Two Montreal men have been accused of a raft of attacks against the city’s Jewish community, including the firebombing of a Snowdon community centre that police are treating as a hate-related crime.

Omar Bulphred, 21, and Azim Ibragimov, 23, appeared briefly in Quebec Court on Friday to be arraigned on charges stemming from incidents that began last fall. Both were denied bail.

Azim Ibragimov, left, and Omar Bulphred face nine charges each stemming from events that began last fall.

The case is due back in court on Monday, at which time a date could be set for a bail hearing. In addition to their alleged roles in a rash of firebombings, the two are accused of conspiring to commit kidnapping and armed robbery. But it’s not known who or what their potential victims were.

Once again, it’s a total mystery where they might have learned such violent, murderous hatred.

The pair were arrested Thursday morning and questioned. The investigation did not turn up links to any terrorist or hate groups, said Constable Christian Emond, of the Montreal police fraud and arson squad.

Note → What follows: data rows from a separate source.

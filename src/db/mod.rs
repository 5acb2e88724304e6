//! Document store operations for listings

use reqwest::Client;
use serde::{de::DeserializeOwned, Serialize};
use serde_json::Value;

use crate::error::Error;
use crate::fetch::Fetch;

/// Client for the document store backing the classifieds collections
pub struct DbClient {
    /// The base URL for the backend project
    url: String,

    /// The anonymous API key
    key: String,

    /// HTTP client used for requests
    client: Client,
}

impl DbClient {
    /// Create a new DbClient
    pub(crate) fn new(url: &str, key: &str, client: Client) -> Self {
        Self {
            url: url.to_string(),
            key: key.to_string(),
            client,
        }
    }

    fn get_url(&self, collection: &str) -> String {
        format!("{}/rest/v1/{}", self.url, collection)
    }

    /// Create a new record in a collection and return its id
    pub async fn create_record<T: Serialize>(
        &self,
        collection: &str,
        fields: &T,
    ) -> Result<String, Error> {
        let url = self.get_url(collection);

        let response = Fetch::post(&self.client, &url)
            .header("apikey", &self.key)
            .header("Prefer", "return=representation")
            .json(fields)?
            .execute_raw()
            .await?;

        let status = response.status();
        if !status.is_success() {
            let text = response.text().await.unwrap_or_default();
            return Err(Error::database(format!(
                "Create in '{}' failed with status {}: {}",
                collection, status, text
            )));
        }

        let rows = response.json::<Vec<Value>>().await?;
        let id = rows
            .first()
            .and_then(|row| row.get("id"))
            .ok_or_else(|| Error::database("Created record carried no id"))?;

        // The store may assign numeric or string primary keys
        match id {
            Value::String(s) => Ok(s.clone()),
            other => Ok(other.to_string()),
        }
    }

    /// Fetch a single record by id, or `None` if it does not exist
    pub async fn find_by_id<T: DeserializeOwned>(
        &self,
        collection: &str,
        id: &str,
    ) -> Result<Option<T>, Error> {
        let url = format!("{}?id=eq.{}&select=*", self.get_url(collection), id);

        let mut rows = Fetch::get(&self.client, &url)
            .header("apikey", &self.key)
            .execute::<Vec<T>>()
            .await
            .map_err(|e| Error::database(format!("Lookup in '{}' failed: {}", collection, e)))?;

        if rows.is_empty() {
            Ok(None)
        } else {
            Ok(Some(rows.remove(0)))
        }
    }
}
//! Data model for the new-listing workflow

use bytes::Bytes;
use chrono::{DateTime, Utc};
use serde::{Deserialize, Serialize};
use std::path::Path;
use uuid::Uuid;

use crate::error::Error;

/// The two raster image formats a listing accepts
#[derive(Debug, Clone, Copy, PartialEq, Eq)]
pub enum ImageFormat {
    Jpeg,
    Png,
}

impl ImageFormat {
    /// Parse a declared media type, `None` for anything unsupported
    pub fn from_mime(mime: &str) -> Option<Self> {
        match mime {
            "image/jpeg" => Some(Self::Jpeg),
            "image/png" => Some(Self::Png),
            _ => None,
        }
    }

    /// The media type string
    pub fn mime(&self) -> &'static str {
        match self {
            Self::Jpeg => "image/jpeg",
            Self::Png => "image/png",
        }
    }
}

/// A local file selected for upload, with its declared media type
#[derive(Debug, Clone)]
pub struct ImageFile {
    /// The local file name, kept as the attachment's preview handle
    pub name: String,

    /// The declared media type
    pub content_type: String,

    /// The file contents
    pub bytes: Bytes,
}

impl ImageFile {
    /// Create an image file from in-memory bytes
    pub fn new(name: &str, content_type: &str, bytes: Bytes) -> Self {
        Self {
            name: name.to_string(),
            content_type: content_type.to_string(),
            bytes,
        }
    }

    /// Read an image file from disk, deriving the media type from the
    /// file extension
    pub async fn open(path: impl AsRef<Path>) -> Result<Self, Error> {
        let path = path.as_ref();
        let bytes = tokio::fs::read(path).await?;

        let name = path
            .file_name()
            .map(|s| s.to_string_lossy().to_string())
            .unwrap_or_else(|| "file".to_string());

        let format = match path
            .extension()
            .map(|e| e.to_string_lossy().to_lowercase())
            .as_deref()
        {
            Some("jpg") | Some("jpeg") => ImageFormat::Jpeg,
            Some("png") => ImageFormat::Png,
            other => return Err(Error::UnsupportedMediaType(other.unwrap_or("").to_string())),
        };

        Ok(Self::new(&name, format.mime(), Bytes::from(bytes)))
    }
}

/// One uploaded image attached to an in-progress draft
#[derive(Debug, Clone, PartialEq, Eq)]
pub struct ImageAttachment {
    /// Client-generated identifier, unique within the owner's namespace
    pub id: Uuid,

    /// The owning user's id
    pub owner_uid: String,

    /// Local preview handle; never persisted
    pub preview: String,

    /// The publicly retrievable address of the uploaded object
    pub url: String,
}

impl ImageAttachment {
    /// The storage path this attachment was uploaded to
    pub fn storage_path(&self) -> String {
        storage_path(&self.owner_uid, &self.id)
    }
}

/// The storage path for an attachment, scoped by owner
pub(crate) fn storage_path(owner_uid: &str, id: &Uuid) -> String {
    format!("images/{}/{}", owner_uid, id)
}

/// The persisted projection of an attachment: no preview handle
#[derive(Debug, Clone, PartialEq, Eq, Serialize, Deserialize)]
pub struct ListingImage {
    /// The attachment id
    pub name: String,

    /// The owning user's id
    pub uid: String,

    /// The publicly retrievable address
    pub url: String,
}

impl From<&ImageAttachment> for ListingImage {
    fn from(attachment: &ImageAttachment) -> Self {
        Self {
            name: attachment.id.to_string(),
            uid: attachment.owner_uid.clone(),
            url: attachment.url.clone(),
        }
    }
}

/// The in-progress, unsaved listing the user is composing
///
/// All fields are strings at this layer; validation happens against the
/// rule table in [`crate::listing::validate`].
#[derive(Debug, Clone, Default, PartialEq, Eq)]
pub struct ListingForm {
    pub name: String,
    pub model: String,
    pub year: String,
    pub km: String,
    pub price: String,
    pub city: String,
    pub whatsapp: String,
    pub description: String,
}

impl ListingForm {
    /// Return the draft to its empty lifecycle state
    pub fn reset(&mut self) {
        *self = Self::default();
    }
}

/// The record written to the listings collection, exactly once
#[derive(Debug, Clone, Serialize)]
pub struct NewListing {
    pub name: String,
    pub model: String,
    pub year: String,
    pub km: String,
    pub price: String,
    pub city: String,
    pub whatsapp: String,
    pub description: String,
    pub created: DateTime<Utc>,
    pub owner: String,
    pub uid: String,
    pub images: Vec<ListingImage>,
}

fn id_to_string<'de, D>(deserializer: D) -> Result<String, D::Error>
where
    D: serde::Deserializer<'de>,
{
    let value = serde_json::Value::deserialize(deserializer)?;
    match value {
        serde_json::Value::String(s) => Ok(s),
        other => Ok(other.to_string()),
    }
}

/// A persisted listing read back from the store
#[derive(Debug, Clone, Deserialize)]
pub struct Listing {
    /// Server-assigned id, normalized to a string whether the store
    /// uses numeric or string keys
    #[serde(deserialize_with = "id_to_string")]
    pub id: String,
    pub name: String,
    pub model: String,
    pub year: String,
    pub km: String,
    pub price: String,
    pub city: String,
    pub whatsapp: String,
    pub description: String,
    pub created: DateTime<Utc>,
    pub owner: String,
    pub uid: String,
    pub images: Vec<ListingImage>,
}
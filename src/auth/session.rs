//! Session management for authentication

use serde::{Deserialize, Serialize};
use std::time::{Duration, SystemTime, UNIX_EPOCH};

use super::types::User;

/// Session data
#[derive(Debug, Clone, Serialize, Deserialize)]
pub struct Session {
    /// The access token
    pub access_token: String,

    /// The refresh token
    pub refresh_token: String,

    /// The token type
    pub token_type: String,

    /// The expiry time in seconds
    pub expires_in: i64,

    /// The expiry timestamp
    pub expires_at: Option<i64>,

    /// The signed-in user
    pub user: User,
}

impl Session {
    /// Create a new session
    pub fn new(access_token: String, refresh_token: String, expires_in: i64, user: User) -> Self {
        Self {
            access_token,
            refresh_token,
            token_type: "bearer".to_string(),
            expires_in,
            expires_at: Some(unix_now() + expires_in),
            user,
        }
    }

    /// Check if the session has expired
    pub fn is_expired(&self) -> bool {
        match self.expires_at {
            Some(expires_at) => unix_now() >= expires_at,
            None => false,
        }
    }
}

fn unix_now() -> i64 {
    SystemTime::now()
        .duration_since(UNIX_EPOCH)
        .unwrap_or(Duration::from_secs(0))
        .as_secs() as i64
}
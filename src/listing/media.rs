//! Media upload coordination for the in-progress draft
//!
//! Each attachment is uploaded independently; the visible collection
//! holds finished uploads in the order their uploads completed, which
//! is not necessarily the order [`MediaCoordinator::add`] was called
//! in. Failed uploads keep their file bytes so they can be retried
//! under the same attachment id.

use std::collections::HashMap;
use std::sync::{Arc, Mutex};
use uuid::Uuid;

use super::types::{storage_path, ImageAttachment, ImageFile, ImageFormat};
use super::{Notifier, ObjectStore};
use crate::error::Error;

/// Lifecycle of one attachment's upload
#[derive(Debug, Clone, Copy, PartialEq, Eq)]
pub enum UploadState {
    /// The upload is in flight
    Pending,

    /// The upload finished and the attachment is in the collection
    Uploaded,

    /// The upload failed; the file is kept for retry
    Failed,
}

/// Manages zero-or-more image attachments for an in-progress draft
///
/// All mutation goes through internal locks, so concurrent `add`
/// completions and `remove` calls serialize without lost updates.
pub struct MediaCoordinator {
    store: Arc<dyn ObjectStore>,
    notifier: Arc<dyn Notifier>,
    owner_uid: String,

    /// Finished uploads, in completion order
    entries: Mutex<Vec<ImageAttachment>>,

    /// Upload state per attachment id
    states: Mutex<HashMap<Uuid, UploadState>>,

    /// Files whose upload failed, kept for retry
    failed: Mutex<HashMap<Uuid, ImageFile>>,
}

impl MediaCoordinator {
    /// Create a coordinator for one owner's draft
    pub fn new(store: Arc<dyn ObjectStore>, notifier: Arc<dyn Notifier>, owner_uid: &str) -> Self {
        Self {
            store,
            notifier,
            owner_uid: owner_uid.to_string(),
            entries: Mutex::new(Vec::new()),
            states: Mutex::new(HashMap::new()),
            failed: Mutex::new(HashMap::new()),
        }
    }

    /// Upload a newly selected file and attach it to the draft
    ///
    /// Anything other than a jpeg or png is rejected locally: no upload
    /// is attempted and no state changes. The attachment appears in the
    /// collection only once its upload has completed.
    pub async fn add(&self, file: ImageFile) -> Result<ImageAttachment, Error> {
        if ImageFormat::from_mime(&file.content_type).is_none() {
            self.notifier.notify_failure("Send a jpeg or png image");
            return Err(Error::UnsupportedMediaType(file.content_type));
        }

        let id = Uuid::new_v4();
        self.upload(id, file).await
    }

    /// Re-attempt a failed upload under its original attachment id
    pub async fn retry(&self, id: Uuid) -> Result<ImageAttachment, Error> {
        let file = {
            let mut failed = self.failed.lock().unwrap();
            failed.remove(&id)
        };

        match file {
            Some(file) => self.upload(id, file).await,
            None => Err(Error::general(format!("No failed upload with id {}", id))),
        }
    }

    async fn upload(&self, id: Uuid, file: ImageFile) -> Result<ImageAttachment, Error> {
        let path = storage_path(&self.owner_uid, &id);

        {
            let mut states = self.states.lock().unwrap();
            states.insert(id, UploadState::Pending);
        }

        match self.store.put(&path, &file).await {
            Ok(()) => {
                let attachment = ImageAttachment {
                    id,
                    owner_uid: self.owner_uid.clone(),
                    preview: file.name.clone(),
                    url: self.store.public_url(&path),
                };

                {
                    let mut entries = self.entries.lock().unwrap();
                    entries.push(attachment.clone());
                }
                {
                    let mut states = self.states.lock().unwrap();
                    states.insert(id, UploadState::Uploaded);
                }

                self.notifier.notify_success("Image uploaded successfully");
                Ok(attachment)
            }
            Err(err) => {
                log::error!("Upload of {} failed: {}", path, err);

                {
                    let mut states = self.states.lock().unwrap();
                    states.insert(id, UploadState::Failed);
                }
                {
                    let mut failed = self.failed.lock().unwrap();
                    failed.insert(id, file);
                }

                self.notifier.notify_failure("Image upload failed, retry to keep it");
                Err(err)
            }
        }
    }

    /// Remove an attachment, deleting its remote object first
    ///
    /// The local entry is dropped only after the remote deletion
    /// succeeded; on failure the collection is unchanged, so the
    /// collection and remote storage never disagree.
    pub async fn remove(&self, attachment: &ImageAttachment) -> Result<(), Error> {
        let path = attachment.storage_path();

        if let Err(err) = self.store.remove(&path).await {
            log::error!("Delete of {} failed: {}", path, err);
            self.notifier.notify_failure("Could not remove the image");
            return Err(err);
        }

        {
            let mut entries = self.entries.lock().unwrap();
            entries.retain(|e| e.id != attachment.id);
        }
        {
            let mut states = self.states.lock().unwrap();
            states.remove(&attachment.id);
        }

        Ok(())
    }

    /// Snapshot of the finished attachments, in completion order
    pub fn entries(&self) -> Vec<ImageAttachment> {
        self.entries.lock().unwrap().clone()
    }

    /// Number of finished attachments
    pub fn len(&self) -> usize {
        self.entries.lock().unwrap().len()
    }

    /// Whether no upload has finished yet
    pub fn is_empty(&self) -> bool {
        self.entries.lock().unwrap().is_empty()
    }

    /// The upload state of one attachment, if known
    pub fn status(&self, id: Uuid) -> Option<UploadState> {
        self.states.lock().unwrap().get(&id).copied()
    }

    /// Ids of failed uploads that can be retried
    pub fn failed(&self) -> Vec<Uuid> {
        self.failed.lock().unwrap().keys().copied().collect()
    }

    /// Return the coordinator to its empty lifecycle state
    pub fn clear(&self) {
        self.entries.lock().unwrap().clear();
        self.states.lock().unwrap().clear();
        self.failed.lock().unwrap().clear();
    }
}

And the Canadian branch of the Saudi-funded radical Islamic front group calling itself the Council on American Islamic Relations must have decided there was no way to spin this into a play for victimhood, because they’re in damage control mode.

Sarah Elgazzar, of the Canadian Council on American-Islamic Relations, expressed dismay the accused are Muslims and hoped that fact wouldn’t increase the animosity between the Jewish and Muslim communities in Montreal.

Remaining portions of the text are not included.